TIC: Investors have voting rights. Major decisions (like selling the property, refinancing, or capital improvements) often require approval from a supermajority of co-owners (sometimes 50 percent, sometimes 75 percent).
This is a major difference. If you have strong opinions about how a property should be managed, a TIC lets you voice those opinions and potentially block decisions. A DST does not.
Management and Operations
DST: The sponsor provides active management. Property management, tenant relations, maintenance, and capital decisions are the sponsor's responsibility.
TIC: Co-owners must coordinate among themselves. Either they hire a property manager together, or one investor takes the lead. Coordination is necessary and often contentious.
Managing a property with 20 co-owners, each with different opinions and interests, is logistically harder than a sponsor managing the property on behalf of passive investors.
Financing Structure
DST: The sponsor arranges institutional-level financing at the time of acquisition. All investors share proportionally in that financing.
TIC: Each investor may arrange their own financing or participate in a group financing structure. More complexity.
If you're in a TIC and want to refinance, all co-owners need to agree. If some co-owners want to refinance and others don't, you're stuck. If you want to take out additional equity in your interest, you need co-owner approval.
This financing complexity is a significant practical issue for TIC structures.
Minimum Investment
DST: Typically $100,000 to $250,000 minimum, depending on the offering.
TIC: Typically $250,000 to $500,000 or higher, depending on the property and the number of co-owners.
The lower minimum for DSTs makes them more accessible to smaller investors.
Investor Accreditation
DST: No accreditation requirement. Anyone can invest in a DST offering (subject to the sponsor's own requirements).

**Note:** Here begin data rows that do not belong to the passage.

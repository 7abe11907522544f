use crate::cli::run;

pub mod cli;
mod config;
pub mod domain;
pub mod fs;
pub mod http;
pub mod metadata;
pub mod query;
pub mod storage;

fn main() {
    run();
}
use anyhow::Context;
use serde::Deserialize;
use std::path::{Path, PathBuf};

#[derive(Debug, Deserialize)]
pub struct Config {
    pub version: u32,
    pub database: Database,
    #[serde(default)]
    pub extractor: Extractor,
    pub http: HttpConfig,
}

impl Config {
    pub fn load(path: &Path) -> anyhow::Result<Config> {
        let contents = std::fs::read_to_string(path)
            .with_context(|| format!("failed to read config {}", path.display()))?;
        toml::from_str(&contents).with_context(|| "failed to parse config TOML")
    }
}

#[derive(Debug, Deserialize, Clone)]
pub struct HttpConfig {
    pub bind_addr: String,
    pub port: u16,
}

#[derive(Debug, Deserialize)]
pub struct Database {
    pub in_memory: bool,
    pub path: Option<PathBuf>,
}

#[derive(Debug, Deserialize, Clone)]
pub struct Extractor {
    /// Command used to invoke the external metadata extractor.
    #[serde(default = "default_extractor_command")]
    pub command: String,
}

impl Default for Extractor {
    fn default() -> Self {
        Self {
            command: default_extractor_command(),
        }
    }
}

fn default_extractor_command() -> String {
    "exiftool".to_string()
}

TIC: Investors must be accredited investors (net worth over $1 million, excluding primary residence) or have significant real estate experience. The 35-investor limit and co-ownership structure require a more sophisticated investor base.
Returns and Distributions
DST: Distributions are determined by the sponsor's management and the property's performance. All investors receive the same percentage return on capital.
TIC: Returns depend on property performance and the co-owners' collective management. Co-owners may negotiate different profit splits (some might have different ownership percentages).
Liquidity and Exit
DST: Illiquid until the sponsor decides to exit. A secondary market exists but at significant discounts (20-40 percent). Once the sponsor sells, proceeds are distributed.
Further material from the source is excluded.